Sunday, July 8, 2018

"Amazon warehouse workers need a union — a heavy lift in America" (AMZN)

Although if pressed I'd probably tend to agree with Franklin Roosevelt on unions in the public sector:
"All Government employees should realize that the process of collective bargaining, as usually understood, cannot be transplanted into the public service..."—Source
I have no problem, at all, with them in the private sector. Have at it.

Here's the Seattle Times on unionizing Amazon:
Organized labor gave all American workers benefits they now take for granted. But conservative political control and automation are big enemies of any union for beleaguered Amazon fulfillment center employees.

“Six minutes tops” for a bathroom break at an Amazon warehouse is hardly the “dark satanic mills” described in William Blake’s immortal description of the early Industrial Revolution.

Still, one would hope humanity had made more progress over the past 200 years, so that nature’s call wouldn’t present such anxiety to any employee in an advanced nation.

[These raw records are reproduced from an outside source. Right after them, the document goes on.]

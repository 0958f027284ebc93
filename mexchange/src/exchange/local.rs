//! In-process exchange.
//!
//! No I/O happens here, yet every operation yields to the scheduler before
//! touching the registry. Code written against this exchange therefore sees
//! the same "effects happen later" timing it would see over the wire.

use std::sync::Arc;

use futures::future::BoxFuture;
use tokio::{sync::Mutex, task::yield_now};
use tracing::trace;

use super::{registry::Registry, Exchange, Handler};
use crate::{error::ExchangeResult, packet::Packet};

#[derive(Debug, Clone, Default)]
pub struct LocalExchange {
    registry: Arc<Mutex<Registry>>,
}

impl LocalExchange {
    pub fn new() -> Self {
        Self::default()
    }

    /// Number of ids currently registered or subscribed.
    pub async fn len(&self) -> usize {
        self.registry.lock().await.len()
    }

    pub async fn is_empty(&self) -> bool {
        self.registry.lock().await.is_empty()
    }
}

impl Exchange for LocalExchange {
    fn register<'a>(&'a self, id: &'a str, handler: Handler) -> BoxFuture<'a, ExchangeResult<()>> {
        Box::pin(async move {
            yield_now().await;
            self.registry.lock().await.register(id, handler)
        })
    }

    fn unregister<'a>(&'a self, id: &'a str) -> BoxFuture<'a, ExchangeResult<()>> {
        Box::pin(async move {
            yield_now().await;
            self.registry.lock().await.unregister(id).map(drop)
        })
    }

    fn subscribe<'a>(
        &'a self,
        id: &'a str,
        handler: Handler,
    ) -> BoxFuture<'a, ExchangeResult<()>> {
        Box::pin(async move {
            yield_now().await;
            self.registry.lock().await.subscribe(id, handler)
        })
    }

    fn replace_message_handler<'a>(
        &'a self,
        id: &'a str,
        old: &'a Handler,
        new: Handler,
    ) -> BoxFuture<'a, ExchangeResult<()>> {
        Box::pin(async move {
            yield_now().await;
            self.registry.lock().await.replace(id, old, new)
        })
    }

    fn publish<'a>(
        &'a self,
        destination: &'a str,
        packet: Packet,
    ) -> BoxFuture<'a, ExchangeResult<()>> {
        Box::pin(async move {
            yield_now().await;
            let delivered = self.registry.lock().await.dispatch(destination, packet)?;
            trace!(%destination, delivered, "local publish");
            Ok(())
        })
    }
}

#[cfg(test)]
mod tests {
    use futures::FutureExt;

    use super::*;
    use crate::error::ExchangeError;

    #[tokio::test]
    async fn operations_do_not_complete_on_first_poll() {
        let exchange = LocalExchange::new();
        let (handler, mut inbox) = Handler::channel();

        let mut register = exchange.register("unit.7", handler);
        assert!((&mut register).now_or_never().is_none());
        register.await.unwrap();

        let mut publish = exchange.publish("unit.7", Packet::from_string("move"));
        assert!((&mut publish).now_or_never().is_none());
        assert!(inbox.try_recv().is_err());

        publish.await.unwrap();
        assert_eq!(
            inbox.recv().await.unwrap().packet,
            Packet::from_string("move")
        );
    }

    #[tokio::test]
    async fn unregister_of_unknown_id_is_not_found() {
        let exchange = LocalExchange::new();
        assert_eq!(
            exchange.unregister("ghost").await,
            Err(ExchangeError::NotFound)
        );
        assert!(exchange.is_empty().await);
    }
}
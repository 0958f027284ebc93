//! Id → handler table shared by the in-process exchanges and the wire client.

use std::collections::HashMap;

use tracing::debug;

use super::Handler;
use crate::{
    error::{ExchangeError, ExchangeResult},
    packet::Packet,
};

#[derive(Debug)]
enum Entry {
    Exclusive(Handler),
    Broadcast(Vec<Handler>),
}

#[derive(Debug, Default)]
pub struct Registry {
    entries: HashMap<String, Entry>,
}

impl Registry {
    pub fn new() -> Self {
        Self::default()
    }

    /// Claims `id`. Fails if it is registered or has subscribers.
    pub fn register(&mut self, id: &str, handler: Handler) -> ExchangeResult<()> {
        if self.entries.contains_key(id) {
            return Err(ExchangeError::AlreadyExists);
        }
        self.entries.insert(id.to_owned(), Entry::Exclusive(handler));
        Ok(())
    }

    /// Drops an exclusive claim and returns its handler.
    pub fn unregister(&mut self, id: &str) -> ExchangeResult<Handler> {
        match self.entries.remove(id) {
            Some(Entry::Exclusive(handler)) => Ok(handler),
            Some(broadcast) => {
                self.entries.insert(id.to_owned(), broadcast);
                Err(ExchangeError::NotFound)
            }
            None => Err(ExchangeError::NotFound),
        }
    }

    /// Appends a broadcast subscriber. Fails only if `id` is claimed exclusively.
    pub fn subscribe(&mut self, id: &str, handler: Handler) -> ExchangeResult<()> {
        match self
            .entries
            .entry(id.to_owned())
            .or_insert_with(|| Entry::Broadcast(Vec::new()))
        {
            Entry::Broadcast(subscribers) => {
                subscribers.retain(|subscriber| !subscriber.is_closed());
                subscribers.push(handler);
                Ok(())
            }
            Entry::Exclusive(_) => Err(ExchangeError::AlreadyExists),
        }
    }

    pub fn replace(&mut self, id: &str, old: &Handler, new: Handler) -> ExchangeResult<()> {
        match self.entries.get_mut(id) {
            Some(Entry::Exclusive(current)) if current.same_as(old) => {
                *current = new;
                Ok(())
            }
            Some(Entry::Exclusive(_)) => Err(ExchangeError::HandlerMismatch),
            _ => Err(ExchangeError::NotFound),
        }
    }

    pub fn is_registered(&self, id: &str) -> bool {
        matches!(self.entries.get(id), Some(Entry::Exclusive(_)))
    }

    /// The exclusive handler for `id`, if any.
    pub fn handler(&self, id: &str) -> Option<&Handler> {
        match self.entries.get(id) {
            Some(Entry::Exclusive(handler)) => Some(handler),
            _ => None,
        }
    }

    pub fn subscriber_count(&self, id: &str) -> usize {
        match self.entries.get(id) {
            Some(Entry::Broadcast(subscribers)) => subscribers.len(),
            _ => 0,
        }
    }

    /// Routes `packet` to `id`. Every subscriber gets its own clone; an
    /// exclusive handler gets the packet itself. Returns how many inboxes
    /// accepted it.
    ///
    /// Subscribers whose inbox is gone are dropped from the list, and a
    /// broadcast id left with none is forgotten.
    pub fn dispatch(&mut self, id: &str, packet: Packet) -> ExchangeResult<usize> {
        match self.entries.get_mut(id) {
            Some(Entry::Exclusive(handler)) => {
                if handler.deliver(id, packet) {
                    Ok(1)
                } else {
                    debug!(%id, "inbox closed, dropping packet");
                    Ok(0)
                }
            }
            Some(Entry::Broadcast(subscribers)) => {
                let before = subscribers.len();
                subscribers.retain(|handler| handler.deliver(id, packet.clone()));
                let delivered = subscribers.len();
                if delivered < before {
                    debug!(%id, closed = before - delivered, "pruned closed inboxes");
                }
                if subscribers.is_empty() {
                    self.entries.remove(id);
                }
                Ok(delivered)
            }
            None => Err(ExchangeError::NotFound),
        }
    }

    pub fn len(&self) -> usize {
        self.entries.len()
    }

    pub fn is_empty(&self) -> bool {
        self.entries.is_empty()
    }
}
//! Soft elliptical highlight near the top of the icon.

use image::RgbaImage;

use super::LayerEffect;
use crate::canvas::{composite_over, Canvas};
use crate::color::Color;
use crate::error::RenderError;
use crate::icon::{IconImage, RectPx};

/// Configuration for the highlight.
///
/// The ellipse is drawn on a transparent overlay the size of the canvas and
/// then composited source-over onto the image, so it brightens the gradient
/// instead of replacing it.
#[derive(Debug, Clone, PartialEq)]
pub struct HighlightConfig {
    /// Inclusive bounding box of the ellipse.
    pub bounds: RectPx,

    /// Fill color of the ellipse; its alpha is the blend weight.
    pub color: Color,
}

impl HighlightConfig {
    pub fn new(bounds: RectPx, color: Color) -> Self {
        Self { bounds, color }
    }
}

impl Default for HighlightConfig {
    fn default() -> Self {
        Self::new(RectPx::from_corners(112, 0, 912, 400), Color::white(25))
    }
}

impl LayerEffect for HighlightConfig {
    const NAME: &'static str = "highlight";

    fn transform(&self, icon: &mut IconImage) -> Result<(), RenderError> {
        if self.color.a == 0 {
            return Ok(());
        }

        let mut overlay = RgbaImage::new(icon.data.width(), icon.data.height());
        Canvas::new(&mut overlay).fill_ellipse(self.bounds, self.color)?;
        composite_over(&mut icon.data, &overlay, 0, 0);
        Ok(())
    }
}
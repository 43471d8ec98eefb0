//! appicon-renderer: procedural application icon generator
//!
//! This crate renders a single, fixed icon design: a rounded-square gradient
//! background with a soft highlight and a simple node/router glyph. The
//! result is a 1024×1024 RGBA image that can be written as PNG.
//!
//! # Example
//!
//! ```no_run
//! use appicon_renderer::{IconRenderer, DEFAULT_OUTPUT};
//!
//! let icon = IconRenderer::new().render_to_path(DEFAULT_OUTPUT)?;
//! println!("{}x{}", icon.data.width(), icon.data.height());
//! # Ok::<(), appicon_renderer::RenderError>(())
//! ```
//!
//! # Styles
//!
//! Colors, the content scale and the layer toggles can be adjusted through
//! an [`IconStyle`], which round-trips through JSON:
//!
//! ```
//! use appicon_renderer::{Configurable, IconRenderer, IconStyle};
//!
//! let style = IconStyle::from_json(r#"{ "contentScale": 0.75 }"#).unwrap();
//! let renderer = IconRenderer::with_style(&style);
//! assert_eq!(renderer.export_style().content_scale, 0.75);
//! ```

mod canvas;
mod color;
mod error;
mod icon;
mod layer;
mod renderer;
mod style;

pub use canvas::{alpha_blend, composite_over, Canvas};
pub use color::{Color, ParseColorError};
pub use error::RenderError;
pub use icon::{IconImage, RectPx, SizePx, ICON_SIZE};
pub use layer::background::in_rounded_square;
pub use layer::{
    BackgroundConfig, GlyphConfig, GlyphGeometry, GlyphPalette, HighlightConfig, Layer,
    LayerEffect, LayerPipeline,
};
pub use renderer::{Configurable, IconRenderer, DEFAULT_OUTPUT};
pub use style::{BackgroundSettings, GlyphSettings, HighlightSettings, IconStyle};
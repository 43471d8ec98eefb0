//! Command-line entry point: renders the icon and writes it as PNG.

use std::path::PathBuf;
use std::process::ExitCode;

use appicon_renderer::{IconRenderer, IconStyle, RenderError, DEFAULT_OUTPUT};
use clap::Parser;

/// Render the application icon to a PNG file.
#[derive(Debug, Parser)]
#[command(version, about)]
struct Args {
    /// Output file; its directory must already exist.
    #[arg(short, long, default_value = DEFAULT_OUTPUT)]
    output: PathBuf,

    /// JSON style profile to start from.
    #[arg(long, value_name = "PATH")]
    style: Option<PathBuf>,

    /// Override the content scale (0.0-1.0).
    #[arg(long)]
    scale: Option<f64>,

    /// Skip the top highlight.
    #[arg(long)]
    no_highlight: bool,

    /// Skip the node/router glyph.
    #[arg(long)]
    no_glyph: bool,

    /// Print the effective style as JSON and exit.
    #[arg(long)]
    print_style: bool,

    /// Print the JSON schema of style profiles and exit.
    #[cfg(feature = "jsonschema")]
    #[arg(long)]
    print_schema: bool,
}

impl Args {
    fn style(&self) -> Result<IconStyle, RenderError> {
        let mut style = match &self.style {
            Some(path) => IconStyle::load(path)?,
            None => IconStyle::default(),
        };
        if let Some(scale) = self.scale {
            style = style.with_content_scale(scale);
        }
        if self.no_highlight {
            style = style.with_highlight(false);
        }
        if self.no_glyph {
            style = style.with_glyph(false);
        }
        style.validate()?;
        Ok(style)
    }
}

fn run(args: &Args) -> Result<(), RenderError> {
    #[cfg(feature = "jsonschema")]
    if args.print_schema {
        println!("{}", serde_json::to_string_pretty(&IconStyle::json_schema())?);
        return Ok(());
    }

    let style = args.style()?;
    if args.print_style {
        println!("{}", style.to_json_pretty()?);
        return Ok(());
    }

    let icon = IconRenderer::with_style(&style).render_to_path(&args.output)?;
    let size = icon.dimensions();

    println!(
        "Icon written: {} ({}x{})",
        args.output.display(),
        size.width,
        size.height
    );
    println!(
        "   content scale: {} ({}% margin)",
        icon.content_scale,
        icon.margin_percent()
    );
    Ok(())
}

fn main() -> ExitCode {
    env_logger::init();
    let args = Args::parse();

    match run(&args) {
        Ok(()) => ExitCode::SUCCESS,
        Err(e) => {
            log::debug!("{e:?}");
            eprintln!("error: {e}");
            ExitCode::FAILURE
        }
    }
}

Yet this was among the many indignities and pressures on workers at so-called fulfillment centers, described by my colleague Nina Shapiro in a recent article.

James Bloodworth, a British journalist, chronicled his experience working at several companies in the book, “Hired: Six Months Undercover in Low-Wage Britain.” Amazon employees, he wrote, are given “impossibly high” productivity targets, measured by constant electronic surveillance. The closest restroom was four flights of stairs away.

The same could apply in the United States. The “six minutes tops” comment came from an employee at Amazon’s Kent warehouse, which employs 2,500.

Bloodworth wrote that in his short stint working at an Amazon warehouse, “You were not seen as a human being. You were seen as a robot.”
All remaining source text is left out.